■ Task statement: List every line in this data where the string "before" occurs.

Data excerpts

============

//! CPU-side mesh generation for the cake primitives.
//!
//! Conventions follow the usual three-style primitives: cylinders and boxes
//! are centred on the origin with Y up, rings lie in the XY plane facing +Z,
//! extrusions run from z = 0 to z = depth.

use crate::constants::*;
use crate::outline::{fingerprint, Outline};
use fnv::{FnvHashMap, FnvHashSet};
use glam::{Vec2, Vec3};
use std::f32::consts::{PI, TAU};

#[repr(C)]
#[derive(Copy, Clone, Debug, PartialEq, bytemuck::Pod, bytemuck::Zeroable)]
pub struct Vertex {
    pub position: [f32; 3],
    pub normal: [f32; 3],
}

impl Vertex {
    fn new(p: Vec3, n: Vec3) -> Self {
        Self {
            position: p.to_array(),
            normal: n.normalize_or_zero().to_array(),
        }
    }
}

#[derive(Clone, Debug, Default)]
pub struct Mesh {
    pub vertices: Vec<Vertex>,
    pub indices: Vec<u32>,
}

/// Identity of a generated mesh. Dimensions are stored in millimetres so the
/// key stays hashable.
#[derive(Clone, Copy, Debug, PartialEq, Eq, Hash)]
pub enum MeshKey {
    TierRound,
    TierSquare,
    TierHeart,
    /// Extruded caller outline, keyed by the fingerprint of its points.
    TierCustom(u64),
    Sphere {
        radius_mm: u32,
        width_segments: u32,
        height_segments: u32,
    },
    Cylinder {
        radius_mm: u32,
        height_mm: u32,
        segments: u32,
    },
    Cuboid {
        w_mm: u32,
        h_mm: u32,
        d_mm: u32,
    },
    SelectionRing,
}

#[inline]
pub fn mm(v: f32) -> u32 {
    (v * 1000.0).round().max(0.0) as u32
}

#[inline]
fn from_mm(v: u32) -> f32 {
    v as f32 / 1000.0
}

impl MeshKey {
    pub fn custom_tier(path: Option<&[[f32; 2]]>) -> MeshKey {
        MeshKey::TierCustom(fingerprint(path.unwrap_or(&[])))
    }

    pub fn sphere(radius: f32, width_segments: u32, height_segments: u32) -> MeshKey {
        MeshKey::Sphere {
            radius_mm: mm(radius),
            width_segments,
            height_segments,
        }
    }

    pub fn cylinder(radius: f32, height: f32) -> MeshKey {
        MeshKey::Cylinder {
            radius_mm: mm(radius),
            height_mm: mm(height),
            segments: 16,
        }
    }

    pub fn cuboid(w: f32, h: f32, d: f32) -> MeshKey {
        MeshKey::Cuboid {
            w_mm: mm(w),
            h_mm: mm(h),
            d_mm: mm(d),
        }
    }

    /// Build the mesh for this key. `custom_path` is only read for `TierCustom`.
    pub fn build(&self, custom_path: Option<&[[f32; 2]]>) -> Mesh {
        match *self {
            MeshKey::TierRound => cylinder(ROUND_RADIUS, ROUND_RADIUS, LAYER_HEIGHT, ROUND_SEGMENTS),
            MeshKey::TierSquare => cuboid(SQUARE_SIDE, LAYER_HEIGHT, SQUARE_SIDE),
            MeshKey::TierHeart => extrude(&Outline::heart(), HEART_DEPTH),
            MeshKey::TierCustom(_) => extrude(&Outline::from_points(custom_path.unwrap_or(&[])), CUSTOM_DEPTH),
            MeshKey::Sphere {
                radius_mm,
                width_segments,
                height_segments,
            } => sphere(from_mm(radius_mm), width_segments, height_segments),
            MeshKey::Cylinder {
                radius_mm,
                height_mm,
                segments,
            } => {
                let r = from_mm(radius_mm);
                cylinder(r, r, from_mm(height_mm), segments)
            }
            MeshKey::Cuboid { w_mm, h_mm, d_mm } => cuboid(from_mm(w_mm), from_mm(h_mm), from_mm(d_mm)),
            MeshKey::SelectionRing => ring(SELECTION_RING_INNER, SELECTION_RING_OUTER, SELECTION_RING_SEGMENTS),
        }
    }
}

/// Drop cached custom-tier meshes that none of `live` uses. Every other key
/// comes from a fixed catalog and stays cached.
pub fn prune_custom_meshes<V>(cache: &mut FnvHashMap<MeshKey, V>, live: impl IntoIterator<Item = MeshKey>) -> usize {
    let live: FnvHashSet<MeshKey> = live.into_iter().collect();
    let before = cache.len();
    cache.retain(|key, _| !matches!(key, MeshKey::TierCustom(_)) || live.contains(key));
    before - cache.len()
}

impl Mesh {
    fn push_quad(&mut self, a: u32, b: u32, c: u32, d: u32) {
        self.indices.extend_from_slice(&[a, b, c, a, c, d]);
    }

    fn base(&self) -> u32 {
        self.vertices.len() as u32
    }

    pub fn triangle_count(&self) -> usize {
        self.indices.len() / 3
    }

    pub fn bounds(&self) -> (Vec3, Vec3) {
        self.vertices.iter().fold(
            (Vec3::splat(f32::MAX), Vec3::splat(f32::MIN)),
            |(lo, hi), v| {
                let p = Vec3::from_array(v.position);
                (lo.min(p), hi.max(p))
            },
        )
    }
}

pub fn cylinder(radius_top: f32, radius_bottom: f32, height: f32, segments: u32) -> Mesh {
    let segments = segments.max(3);
    let half = height * 0.5;
    let slope = (radius_bottom - radius_top) / height.max(1e-6);
    let mut m = Mesh::default();

    // side
    for i in 0..=segments {
        let theta = i as f32 / segments as f32 * TAU;
        let (s, c) = theta.sin_cos();
        let n = Vec3::new(s, slope, c);
        m.vertices.push(Vertex::new(Vec3::new(radius_top * s, half, radius_top * c), n));
        m.vertices.push(Vertex::new(Vec3::new(radius_bottom * s, -half, radius_bottom * c), n));
    }
    for i in 0..segments {
        let a = i * 2;
        m.push_quad(a, a + 1, a + 3, a + 2);
    }

    // caps
    for (y, r, up) in [(half, radius_top, 1.0_f32), (-half, radius_bottom, -1.0)] {
        let n = Vec3::new(0.0, up, 0.0);
        let center = m.base();
        m.vertices.push(Vertex::new(Vec3::new(0.0, y, 0.0), n));
        for i in 0..=segments {
            let theta = i as f32 / segments as f32 * TAU;
            let (s, c) = theta.sin_cos();
            m.vertices.push(Vertex::new(Vec3::new(r * s, y, r * c), n));
        }
        for i in 0..segments {
            let (a, b) = (center + 1 + i, center + 2 + i);
            if up > 0.0 {
                m.indices.extend_from_slice(&[center, a, b]);
            } else {
                m.indices.extend_from_slice(&[center, b, a]);
            }
        }
    }
    m
}

pub fn cuboid(w: f32, h: f32, d: f32) -> Mesh {
    let e = Vec3::new(w, h, d) * 0.5;
    let mut m = Mesh::default();
    // (normal, u axis, v axis) with u x v == normal
    let faces = [
        (Vec3::X, Vec3::NEG_Z, Vec3::Y),
        (Vec3::NEG_X, Vec3::Z, Vec3::Y),
        (Vec3::Y, Vec3::X, Vec3::NEG_Z),
        (Vec3::NEG_Y, Vec3::X, Vec3::Z),
        (Vec3::Z, Vec3::X, Vec3::Y),
        (Vec3::NEG_Z, Vec3::NEG_X, Vec3::Y),
    ];
    for (n, u, v) in faces {
        let base = m.base();
        let center = n * e;
        let du = u * e;
        let dv = v * e;
        for corner in [-du - dv, du - dv, du + dv, -du + dv] {
            m.vertices.push(Vertex::new(center + corner, n));
        }
        m.push_quad(base, base + 1, base + 2, base + 3);
    }
    m
}

pub fn sphere(radius: f32, width_segments: u32, height_segments: u32) -> Mesh {
    let ws = width_segments.max(3);
    let hs = height_segments.max(2);
    let mut m = Mesh::default();
    for y in 0..=hs {
        let v = y as f32 / hs as f32;
        let phi = v * PI;
        for x in 0..=ws {
            let u = x as f32 / ws as f32;
            let theta = u * TAU;
            let n = Vec3::new(-theta.cos() * phi.sin(), phi.cos(), theta.sin() * phi.sin());
            m.vertices.push(Vertex::new(n * radius, n));
        }
    }
    let row = ws + 1;
    for y in 0..hs {
        for x in 0..ws {
            let a = y * row + x + 1;
            let b = y * row + x;
            let c = (y + 1) * row + x;
            let d = (y + 1) * row + x + 1;
            if y != 0 {
                m.indices.extend_from_slice(&[a, b, d]);
            }
            if y != hs - 1 {
                m.indices.extend_from_slice(&[b, c, d]);
            }
        }
    }
    m
}

/// Flat annulus in the XY plane, emitted double-sided.
pub fn ring(inner: f32, outer: f32, segments: u32) -> Mesh {
    let segments = segments.max(3);
    let mut m = Mesh::default();
    for side in [1.0_f32, -1.0] {
        let base = m.base();
        let n = Vec3::new(0.0, 0.0, side);
        for i in 0..=segments {
            let theta = i as f32 / segments as f32 * TAU;
            let (s, c) = theta.sin_cos();
            m.vertices.push(Vertex::new(Vec3::new(inner * c, inner * s, 0.0), n));
            m.vertices.push(Vertex::new(Vec3::new(outer * c, outer * s, 0.0), n));
        }
        for i in 0..segments {
            let a = base + i * 2;
            if side > 0.0 {
                m.push_quad(a, a + 1, a + 3, a + 2);
            } else {
                m.push_quad(a, a + 2, a + 3, a + 1);
            }
        }
    }
    m
}

/// Extrude an outline along +Z. Caps are ear-clipped; side walls get flat
/// per-edge normals.
pub fn extrude(outline: &Outline, depth: f32) -> Mesh {
    let mut m = Mesh::default();
    let tris = outline.triangulate();
    let mut pts: Vec<Vec2> = outline.points.clone();
    if outline.signed_area2() < 0.0 {
        pts.reverse();
    }
    let ccw_tris = if outline.signed_area2() < 0.0 {
        // triangulate() indexes the original order; remap onto the reversed ring
        let n = pts.len() as u32;
        tris.iter()
            .map(|t| [n - 1 - t[0], n - 1 - t[1], n - 1 - t[2]])
            .collect::<Vec<_>>()
    } else {
        tris
    };

    // back cap (z = 0, facing -Z) and front cap (z = depth, facing +Z)
    for (z, nz) in [(0.0_f32, -1.0_f32), (depth, 1.0)] {
        let base = m.base();
        let n = Vec3::new(0.0, 0.0, nz);
        for p in &pts {
            m.vertices.push(Vertex::new(Vec3::new(p.x, p.y, z), n));
        }
        for t in &ccw_tris {
            if nz > 0.0 {
                m.indices.extend_from_slice(&[base + t[0], base + t[1], base + t[2]]);
            } else {
                m.indices.extend_from_slice(&[base + t[0], base + t[2], base + t[1]]);
            }
        }
    }

    // walls
    let n = pts.len();
    for i in 0..n {
        let a = pts[i];
        let b = pts[(i + 1) % n];
        let edge = b - a;
        let normal = Vec3::new(edge.y, -edge.x, 0.0);
        let base = m.base();
        m.vertices.push(Vertex::new(Vec3::new(a.x, a.y, 0.0), normal));
        m.vertices.push(Vertex::new(Vec3::new(b.x, b.y, 0.0), normal));
        m.vertices.push(Vertex::new(Vec3::new(b.x, b.y, depth), normal));
        m.vertices.push(Vertex::new(Vec3::new(a.x, a.y, depth), normal));
        m.push_quad(base, base + 1, base + 2, base + 3);
    }
    m
}
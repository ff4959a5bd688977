//! Image generation against the Gemini `generateContent` endpoint.
//!
//! Request construction (prompt cases, the refinement rule, wire types) is
//! pure and host-testable; `GeminiClient` only does the HTTP round trip.

use crate::data_uri::format_data_uri;
use crate::imaging::reference_payload;
use serde::{Deserialize, Serialize};
use thiserror::Error;

pub const DEFAULT_BASE_URL: &str = "https://generativelanguage.googleapis.com/v1beta";
pub const DEFAULT_MODEL: &str = "gemini-2.5-flash-image";
pub const DEFAULT_ASPECT_RATIO: &str = "3:4";
pub const MAX_REFERENCE_EDGE: u32 = 512;
pub const REFERENCE_JPEG_QUALITY: u8 = 70;

const STYLE_PROMPT: &str = "\
Target Art Style: \"Cardcaptor Sakura\" (CCS) / CLAMP anime illustration style. \
Visual Traits: Detailed ink lines, soft cel-shading, watercolor texture overlays, magical sparkles (kira-kira), ornate composition. \
CRITICAL INSTRUCTION FOR REFERENCE IMAGE: \
If a reference image is provided, you must perform a STRICT STYLE TRANSFER. \
1. PRESERVE THE ORIGINAL CAKE'S COLOR PALETTE AND INGREDIENTS. \
If the input is a brown chocolate cake, the output MUST be a brown chocolate cake. \
If the input is a matcha cake, the output MUST be green. \
DO NOT turn a dark cake into a pink/white cake just because of the \"Sakura\" theme. \
2. PRESERVE THE ORIGINAL CAKE'S SHAPE AND STRUCTURE. \
3. Only change the *rendering style* (line art, shading) and add *external* decorative elements (wings, petals, ribbons) around the subject.";

const NEGATIVE_PROMPT: &str = "Do not include: photorealistic textures, 3D render style, text overlays, \
copyright watermarks, blurry details, distorted perspective. Do not change the flavor or color of the food itself.";

/// Generation settings. Compile-time env provides the defaults; the page can
/// override key and model at startup.
#[derive(Clone, Debug, PartialEq)]
pub struct GeneratorConfig {
    pub api_key: String,
    pub model: String,
    pub base_url: String,
    pub aspect_ratio: String,
    pub max_reference_edge: u32,
    pub jpeg_quality: u8,
}

impl Default for GeneratorConfig {
    fn default() -> Self {
        Self {
            api_key: option_env!("WISHVERSE_API_KEY").unwrap_or_default().to_string(),
            model: option_env!("WISHVERSE_MODEL").unwrap_or(DEFAULT_MODEL).to_string(),
            base_url: DEFAULT_BASE_URL.to_string(),
            aspect_ratio: DEFAULT_ASPECT_RATIO.to_string(),
            max_reference_edge: MAX_REFERENCE_EDGE,
            jpeg_quality: REFERENCE_JPEG_QUALITY,
        }
    }
}

impl GeneratorConfig {
    /// Apply non-empty runtime overrides.
    pub fn with_overrides(mut self, api_key: Option<String>, model: Option<String>) -> Self {
        if let Some(k) = api_key.filter(|k| !k.trim().is_empty()) {
            self.api_key = k.trim().to_string();
        }
        if let Some(m) = model.filter(|m| !m.trim().is_empty()) {
            self.model = m.trim().to_string();
        }
        self
    }

    pub fn endpoint(&self) -> String {
        format!(
            "{}/models/{}:generateContent",
            self.base_url.trim_end_matches('/'),
            self.model
        )
    }
}

#[derive(Debug, Error)]
pub enum GenerationError {
    #[error("no API key configured")]
    MissingApiKey,
    #[error("request failed: {0}")]
    Request(String),
    #[error("api returned {status}: {body}")]
    Status { status: u16, body: String },
    #[error("unreadable response: {0}")]
    Parse(String),
    #[error("response contained no image")]
    NoImage,
}

/// What the creator asks for: prompt text, optional reference image (data
/// URI) and whether this iterates on a previous result.
#[derive(Clone, Debug, PartialEq, Eq)]
pub struct GenerationRequest {
    pub prompt: String,
    pub reference: Option<String>,
    pub refinement: bool,
}

impl GenerationRequest {
    /// An upload always wins as the reference with refinement off; otherwise
    /// a prior generated image is refined; otherwise plain text-to-image.
    pub fn new(prompt: &str, upload: Option<&str>, previous: Option<&str>) -> Self {
        let (reference, refinement) = match (upload, previous) {
            (Some(u), _) => (Some(u.to_string()), false),
            (None, Some(p)) => (Some(p.to_string()), true),
            (None, None) => (None, false),
        };
        Self {
            prompt: prompt.to_string(),
            reference,
            refinement,
        }
    }

    pub fn text(&self) -> String {
        build_prompt(&self.prompt, self.reference.is_some(), self.refinement)
    }
}

pub fn build_prompt(user: &str, has_reference: bool, refinement: bool) -> String {
    let lead = if has_reference && !refinement {
        format!(
            "Redraw this exact cake in Cardcaptor Sakura anime style. Strict Requirement: Keep the original \
             cake's color (e.g. chocolate stays brown) and flavor. Do not change the cake's material. \
             Add magical CLAMP-style decorations around it. User Note: {user}."
        )
    } else if refinement {
        format!("Refine this anime cake illustration. Enhance the Cardcaptor Sakura style. User Request: \"{user}\".")
    } else {
        format!(
            "Generate a Cardcaptor Sakura style anime cake. User Description: \"{user}\". \
             Colors: Soft Pastels (Sakura Pink, Creamy White, Gold) unless specified otherwise."
        )
    };
    format!("{lead} {STYLE_PROMPT} {NEGATIVE_PROMPT}")
}

// =============================================================================
// Wire types
// =============================================================================

#[derive(Debug, Serialize, Deserialize, PartialEq)]
#[serde(rename_all = "camelCase")]
pub struct InlineData {
    #[serde(default)]
    pub mime_type: String,
    #[serde(default)]
    pub data: String,
}

#[derive(Debug, Serialize, Deserialize, PartialEq, Default)]
#[serde(rename_all = "camelCase")]
pub struct Part {
    #[serde(default, skip_serializing_if = "Option::is_none")]
    pub inline_data: Option<InlineData>,
    #[serde(default, skip_serializing_if = "Option::is_none")]
    pub text: Option<String>,
}

#[derive(Debug, Serialize, Deserialize, PartialEq, Default)]
pub struct Content {
    #[serde(default)]
    pub parts: Vec<Part>,
}

#[derive(Debug, Serialize)]
#[serde(rename_all = "camelCase")]
struct ImageConfig<'a> {
    aspect_ratio: &'a str,
}

#[derive(Debug, Serialize)]
#[serde(rename_all = "camelCase")]
struct GenerationConfig<'a> {
    response_modalities: [&'static str; 1],
    image_config: ImageConfig<'a>,
}

#[derive(Debug, Serialize)]
#[serde(rename_all = "camelCase")]
pub struct GenerateContentRequest<'a> {
    contents: [Content; 1],
    generation_config: GenerationConfig<'a>,
}

#[derive(Debug, Deserialize, Default)]
#[serde(rename_all = "camelCase")]
pub struct GenerateContentResponse {
    #[serde(default)]
    pub candidates: Vec<Candidate>,
}

#[derive(Debug, Deserialize, Default)]
pub struct Candidate {
    #[serde(default)]
    pub content: Content,
}

/// Build the request body. `reference_b64` is the already-preprocessed bare
/// base64 JPEG.
pub fn request_body<'a>(text: String, reference_b64: Option<String>, aspect_ratio: &'a str) -> GenerateContentRequest<'a> {
    let mut parts = Vec::with_capacity(2);
    if let Some(data) = reference_b64 {
        parts.push(Part {
            inline_data: Some(InlineData {
                mime_type: "image/jpeg".to_string(),
                data,
            }),
            text: None,
        });
    }
    parts.push(Part {
        inline_data: None,
        text: Some(text),
    });
    GenerateContentRequest {
        contents: [Content { parts }],
        generation_config: GenerationConfig {
            response_modalities: ["IMAGE"],
            image_config: ImageConfig { aspect_ratio },
        },
    }
}

/// First inline image of the first candidate, as a data URI.
pub fn image_from_response(resp: &GenerateContentResponse) -> Option<String> {
    let candidate = resp.candidates.first()?;
    candidate
        .content
        .parts
        .iter()
        .filter_map(|p| p.inline_data.as_ref())
        .find(|d| !d.data.is_empty())
        .map(|d| {
            let mime = if d.mime_type.is_empty() { "image/png" } else { &d.mime_type };
            format_data_uri(mime, &d.data)
        })
}

pub fn parse_response(body: &str) -> Result<String, GenerationError> {
    let resp: GenerateContentResponse =
        serde_json::from_str(body).map_err(|e| GenerationError::Parse(e.to_string()))?;
    image_from_response(&resp).ok_or(GenerationError::NoImage)
}

// =============================================================================
// Client
// =============================================================================

pub struct GeminiClient {
    http: reqwest::Client,
    config: GeneratorConfig,
}

impl GeminiClient {
    pub fn new(config: GeneratorConfig) -> Self {
        Self {
            http: reqwest::Client::new(),
            config,
        }
    }

    pub fn config(&self) -> &GeneratorConfig {
        &self.config
    }

    /// One request, no retry. Returns the generated image as a data URI.
    pub async fn generate(&self, req: &GenerationRequest) -> Result<String, GenerationError> {
        if self.config.api_key.is_empty() {
            return Err(GenerationError::MissingApiKey);
        }
        let reference = req
            .reference
            .as_deref()
            .map(|r| reference_payload(r, self.config.max_reference_edge, self.config.jpeg_quality));
        let body = request_body(req.text(), reference, &self.config.aspect_ratio);
        log::info!(
            "[gen] requesting {} (reference: {}, refinement: {})",
            self.config.model,
            req.reference.is_some(),
            req.refinement
        );
        let text = self.send_json(&body).await?;
        let image = parse_response(&text);
        if let Err(e) = &image {
            log::warn!("[gen] {e}");
        }
        image
    }

    async fn send_json(&self, body: &impl Serialize) -> Result<String, GenerationError> {
        let response = self
            .http
            .post(self.config.endpoint())
            .header("x-goog-api-key", &self.config.api_key)
            .json(body)
            .send()
            .await
            .map_err(|e| GenerationError::Request(e.to_string()))?;

        let status = response.status().as_u16();
        let text = response
            .text()
            .await
            .map_err(|e| GenerationError::Request(e.to_string()))?;
        if !(200..300).contains(&status) {
            return Err(GenerationError::Status { status, body: text });
        }
        Ok(text)
    }
}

============

■ Output:
    let before = cache.len();
    before - cache.len()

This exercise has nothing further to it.